In the United Kingdom (UK), electronic health record systems now have the QRISK2 tool embedded to calculate 10-year CVD risk. This algorithm incorporates multiple traditional and nontraditional risk factors (TABLE10). With the inclusion of additional risk factors and validation performed in a population similar to the one from which the algorithm was derived, QRISK2 predicts CVD risk in the UK population more accurately than the modified FRS does.10 It is not clear, however, whether the same algorithm can be applied to the general US population.
New tool: 2013 ACC/AHA pooled cohort risk equations
In the context of multiple imperfect CVD risk-prediction algorithms, the American College of Cardiology/American Heart Association (ACC/AHA) Task Force on Practice Guidelines published the 2013 Pooled Cohort Risk (PCR) equations to predict 10-year risk of a first atherosclerotic CVD event.
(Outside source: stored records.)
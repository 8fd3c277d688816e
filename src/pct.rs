//! Poseidon ciphertexts: authenticated ECDH encryption of field-element
//! vectors under a recipient public key.
//!
//! The sender samples an ephemeral scalar `s`, derives the shared point
//! `K = s · pk` and the auth key `s · Base8`, and adds a Poseidon keystream
//! seeded by `[K.x, K.y, nonce]` to the plaintext. The recipient re-derives
//! `K` from the auth key with their secret scalar. The same schedule is
//! what the circuit's decryption gadget checks, so the ephemeral scalar is
//! kept for the witness.

use ark_ec::CurveGroup;
use ark_ed_on_bn254::{EdwardsAffine, EdwardsProjective};
use ark_ff::{UniformRand, Zero};
use ark_std::rand::Rng;
use serde::{Deserialize, Serialize};

use crate::error::EercError;
use crate::field::{Fq, Fr};
use crate::jubjub::{mul_base8, nonzero_scalar, validate_point};
use crate::poseidon::keystream;

/// Number of field elements in the fixed on-wire PCT tuple:
/// `cipher[0..4] ‖ authKey.x ‖ authKey.y ‖ nonce`.
pub const PCT_WIRE_LEN: usize = 7;

/// Ciphertext block width; plaintexts are zero-padded up to a multiple.
pub const PCT_BLOCK: usize = 4;

/// A Poseidon ciphertext with the witness material that produced it.
#[derive(Clone, Debug, PartialEq, Eq, Serialize, Deserialize)]
pub struct PoseidonCiphertext {
    #[serde(with = "crate::crypto_serde::fq_vec_dec")]
    pub cipher: Vec<Fq>,
    #[serde(with = "crate::crypto_serde::point_dec")]
    pub auth_key: EdwardsAffine,
    #[serde(with = "crate::crypto_serde::fq_dec")]
    pub nonce: Fq,
    #[serde(with = "crate::crypto_serde::fr_dec")]
    pub encryption_random: Fr,
}

impl PoseidonCiphertext {
    /// The fixed 7-element wire tuple. Only defined for single-block
    /// ciphertexts (amount and balance PCTs).
    pub fn to_wire(&self) -> Result<[Fq; PCT_WIRE_LEN], EercError> {
        if self.cipher.len() != PCT_BLOCK {
            return Err(EercError::Serialization(format!(
                "wire form requires a {PCT_BLOCK}-element cipher, got {}",
                self.cipher.len()
            )));
        }
        Ok([
            self.cipher[0],
            self.cipher[1],
            self.cipher[2],
            self.cipher[3],
            self.auth_key.x,
            self.auth_key.y,
            self.nonce,
        ])
    }

    /// The first four cipher elements as a fixed array for witness fields.
    pub fn cipher_block(&self) -> Result<[Fq; PCT_BLOCK], EercError> {
        self.cipher
            .get(..PCT_BLOCK)
            .and_then(|slice| <[Fq; PCT_BLOCK]>::try_from(slice).ok())
            .ok_or_else(|| {
                EercError::Serialization("cipher shorter than one block".into())
            })
    }
}

fn padded_len(len: usize) -> usize {
    len.div_ceil(PCT_BLOCK) * PCT_BLOCK
}

/// Encrypts `message` (1 ≤ length, each element in `F_p`) to `pk`.
pub fn encrypt<R: Rng>(
    message: &[Fq],
    pk: &EdwardsAffine,
    rng: &mut R,
) -> Result<PoseidonCiphertext, EercError> {
    if message.is_empty() {
        return Err(EercError::Serialization("empty plaintext".into()));
    }
    validate_point(pk)?;

    let s = nonzero_scalar(rng);
    let shared = (EdwardsProjective::from(*pk) * s).into_affine();
    let auth_key = mul_base8(s).into_affine();
    let nonce = Fq::rand(rng);

    let width = padded_len(message.len());
    let stream = keystream([shared.x, shared.y, nonce], width);
    let cipher = (0..width)
        .map(|i| message.get(i).copied().unwrap_or_else(Fq::zero) + stream[i])
        .collect();

    Ok(PoseidonCiphertext {
        cipher,
        auth_key,
        nonce,
        encryption_random: s,
    })
}

/// Decrypts `length` plaintext elements. The plaintext length travels
/// out-of-band; block padding is discarded here.
pub fn decrypt(
    ciphertext: &PoseidonCiphertext,
    sk: Fr,
    length: usize,
) -> Result<Vec<Fq>, EercError> {
    decrypt_parts(
        &ciphertext.cipher,
        &ciphertext.auth_key,
        ciphertext.nonce,
        sk,
        length,
    )
}

/// Decrypts the fixed 7-element wire tuple.
pub fn decrypt_wire(wire: &[Fq; PCT_WIRE_LEN], sk: Fr, length: usize) -> Result<Vec<Fq>, EercError> {
    let auth_key = EdwardsAffine::new_unchecked(wire[4], wire[5]);
    decrypt_parts(&wire[..PCT_BLOCK], &auth_key, wire[6], sk, length)
}

/// Core decryption over the raw parts.
pub fn decrypt_parts(
    cipher: &[Fq],
    auth_key: &EdwardsAffine,
    nonce: Fq,
    sk: Fr,
    length: usize,
) -> Result<Vec<Fq>, EercError> {
    if sk.is_zero() {
        return Err(EercError::MissingKey);
    }
    if length == 0 || length > cipher.len() || cipher.len() % PCT_BLOCK != 0 {
        return Err(EercError::Serialization(format!(
            "cipher of {} elements cannot carry {length} plaintext elements",
            cipher.len()
        )));
    }
    validate_point(auth_key)?;

    let shared = (EdwardsProjective::from(*auth_key) * sk).into_affine();
    let stream = keystream([shared.x, shared.y, nonce], cipher.len());
    Ok(cipher
        .iter()
        .zip(stream)
        .take(length)
        .map(|(c, k)| *c - k)
        .collect())
}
The Task Force acknowledged concern that the FRS is based on a cohort that might not accurately represent the general US population. Accordingly, PCR equations were developed from 5 large National Institutes of Health (NIH)-funded cohorts: the Framingham Heart Study, the Framingham Offspring Study, the Atherosclerosis Risk in Communities study, the Cardiovascular Health Study, and the Coronary Artery Risk Development in Young Adults Study.
Continue to: The resulting CVD risk calculator incorporates...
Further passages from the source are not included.